#### Listed entries ####
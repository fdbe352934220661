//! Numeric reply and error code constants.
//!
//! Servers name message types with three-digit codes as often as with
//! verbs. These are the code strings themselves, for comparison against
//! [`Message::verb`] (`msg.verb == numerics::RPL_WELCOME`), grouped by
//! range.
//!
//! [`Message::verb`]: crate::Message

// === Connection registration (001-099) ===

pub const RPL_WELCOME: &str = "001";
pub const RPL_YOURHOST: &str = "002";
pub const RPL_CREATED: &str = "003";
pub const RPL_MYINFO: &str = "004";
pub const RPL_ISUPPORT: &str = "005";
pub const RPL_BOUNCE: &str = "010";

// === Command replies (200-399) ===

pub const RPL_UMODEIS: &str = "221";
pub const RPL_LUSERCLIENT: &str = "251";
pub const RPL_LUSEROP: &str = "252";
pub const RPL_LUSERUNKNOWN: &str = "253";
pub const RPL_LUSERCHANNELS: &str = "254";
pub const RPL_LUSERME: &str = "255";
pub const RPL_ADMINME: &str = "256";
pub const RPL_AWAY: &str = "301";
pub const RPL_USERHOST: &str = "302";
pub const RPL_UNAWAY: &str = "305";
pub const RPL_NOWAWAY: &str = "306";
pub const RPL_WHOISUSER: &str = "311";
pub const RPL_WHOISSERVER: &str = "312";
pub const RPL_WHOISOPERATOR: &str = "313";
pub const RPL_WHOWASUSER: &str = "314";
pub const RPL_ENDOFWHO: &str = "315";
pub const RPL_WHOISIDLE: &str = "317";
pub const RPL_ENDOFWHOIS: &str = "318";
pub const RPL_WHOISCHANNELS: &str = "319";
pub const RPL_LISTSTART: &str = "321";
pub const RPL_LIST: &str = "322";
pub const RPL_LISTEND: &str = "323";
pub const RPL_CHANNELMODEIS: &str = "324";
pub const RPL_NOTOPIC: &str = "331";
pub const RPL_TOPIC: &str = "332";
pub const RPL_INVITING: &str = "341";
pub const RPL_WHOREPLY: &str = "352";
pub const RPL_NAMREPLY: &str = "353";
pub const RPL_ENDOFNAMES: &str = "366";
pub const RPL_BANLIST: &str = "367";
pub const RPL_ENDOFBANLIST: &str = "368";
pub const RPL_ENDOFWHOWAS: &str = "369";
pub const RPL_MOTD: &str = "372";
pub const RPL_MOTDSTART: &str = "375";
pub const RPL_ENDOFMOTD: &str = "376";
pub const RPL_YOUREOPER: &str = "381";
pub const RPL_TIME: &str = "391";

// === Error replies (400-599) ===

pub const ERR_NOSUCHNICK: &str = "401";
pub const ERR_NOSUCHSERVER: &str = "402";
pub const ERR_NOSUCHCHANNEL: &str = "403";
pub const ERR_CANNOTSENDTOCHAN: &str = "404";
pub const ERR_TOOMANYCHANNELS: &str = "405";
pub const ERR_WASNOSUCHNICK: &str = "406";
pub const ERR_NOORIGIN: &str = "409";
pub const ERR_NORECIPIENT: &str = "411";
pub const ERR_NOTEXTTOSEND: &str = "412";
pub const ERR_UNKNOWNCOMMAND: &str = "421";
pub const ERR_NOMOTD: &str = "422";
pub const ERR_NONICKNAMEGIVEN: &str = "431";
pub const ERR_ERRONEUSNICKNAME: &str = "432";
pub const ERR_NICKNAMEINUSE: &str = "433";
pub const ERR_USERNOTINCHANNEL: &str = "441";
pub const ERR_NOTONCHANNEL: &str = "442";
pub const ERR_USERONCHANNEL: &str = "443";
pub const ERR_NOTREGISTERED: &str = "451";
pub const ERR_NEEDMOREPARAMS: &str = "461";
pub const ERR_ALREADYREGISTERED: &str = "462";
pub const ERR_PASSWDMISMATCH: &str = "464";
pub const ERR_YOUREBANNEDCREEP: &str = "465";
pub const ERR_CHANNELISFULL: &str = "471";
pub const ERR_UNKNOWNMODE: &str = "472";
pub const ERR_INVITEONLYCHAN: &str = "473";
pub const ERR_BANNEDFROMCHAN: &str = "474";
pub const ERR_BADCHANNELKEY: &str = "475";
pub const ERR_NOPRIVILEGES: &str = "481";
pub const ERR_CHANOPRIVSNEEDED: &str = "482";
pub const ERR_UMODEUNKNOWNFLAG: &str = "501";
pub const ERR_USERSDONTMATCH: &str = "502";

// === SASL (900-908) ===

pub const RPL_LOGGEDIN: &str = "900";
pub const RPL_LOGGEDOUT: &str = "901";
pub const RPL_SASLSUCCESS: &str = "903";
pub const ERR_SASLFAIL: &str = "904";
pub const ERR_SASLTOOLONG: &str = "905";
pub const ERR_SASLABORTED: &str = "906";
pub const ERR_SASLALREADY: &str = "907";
####
#### Listed entries ####
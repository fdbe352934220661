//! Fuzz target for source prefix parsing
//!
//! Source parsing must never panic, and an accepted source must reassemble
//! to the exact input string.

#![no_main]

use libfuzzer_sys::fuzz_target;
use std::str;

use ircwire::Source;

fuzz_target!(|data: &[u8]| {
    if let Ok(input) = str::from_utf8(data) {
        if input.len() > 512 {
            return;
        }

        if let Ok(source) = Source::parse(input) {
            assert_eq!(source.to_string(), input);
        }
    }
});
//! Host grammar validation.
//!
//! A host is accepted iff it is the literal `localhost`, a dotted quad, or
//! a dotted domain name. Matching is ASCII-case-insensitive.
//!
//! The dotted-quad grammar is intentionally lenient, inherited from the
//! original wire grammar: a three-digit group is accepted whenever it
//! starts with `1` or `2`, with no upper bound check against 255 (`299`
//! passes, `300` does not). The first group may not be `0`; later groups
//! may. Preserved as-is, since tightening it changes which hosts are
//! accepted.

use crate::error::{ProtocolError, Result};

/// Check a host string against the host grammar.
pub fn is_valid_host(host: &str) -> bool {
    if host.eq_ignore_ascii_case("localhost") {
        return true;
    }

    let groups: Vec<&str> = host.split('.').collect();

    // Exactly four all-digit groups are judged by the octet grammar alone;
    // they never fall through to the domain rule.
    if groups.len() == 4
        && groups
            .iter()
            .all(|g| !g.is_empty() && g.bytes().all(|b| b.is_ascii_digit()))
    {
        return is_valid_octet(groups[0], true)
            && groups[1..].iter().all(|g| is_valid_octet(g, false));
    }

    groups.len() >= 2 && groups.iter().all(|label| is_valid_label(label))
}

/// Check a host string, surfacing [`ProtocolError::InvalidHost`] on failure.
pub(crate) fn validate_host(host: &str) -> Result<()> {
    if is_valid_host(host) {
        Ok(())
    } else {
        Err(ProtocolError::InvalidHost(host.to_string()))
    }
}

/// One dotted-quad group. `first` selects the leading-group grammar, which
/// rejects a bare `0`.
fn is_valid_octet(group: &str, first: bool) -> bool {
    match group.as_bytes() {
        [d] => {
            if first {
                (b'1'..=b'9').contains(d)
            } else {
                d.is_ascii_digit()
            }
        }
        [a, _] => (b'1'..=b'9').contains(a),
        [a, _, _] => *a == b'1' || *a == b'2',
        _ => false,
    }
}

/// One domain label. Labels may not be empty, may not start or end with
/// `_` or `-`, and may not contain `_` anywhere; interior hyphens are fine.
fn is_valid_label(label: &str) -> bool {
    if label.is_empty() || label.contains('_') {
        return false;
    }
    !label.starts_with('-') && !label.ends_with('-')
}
####
§ **What to produce**:
Return each line among the entries that holds the word "input".

§ **Answer to the problem**:
//! to the exact input string.
    if let Ok(input) = str::from_utf8(data) {
        if input.len() > 512 {
        if let Ok(source) = Source::parse(input) {
            assert_eq!(source.to_string(), input);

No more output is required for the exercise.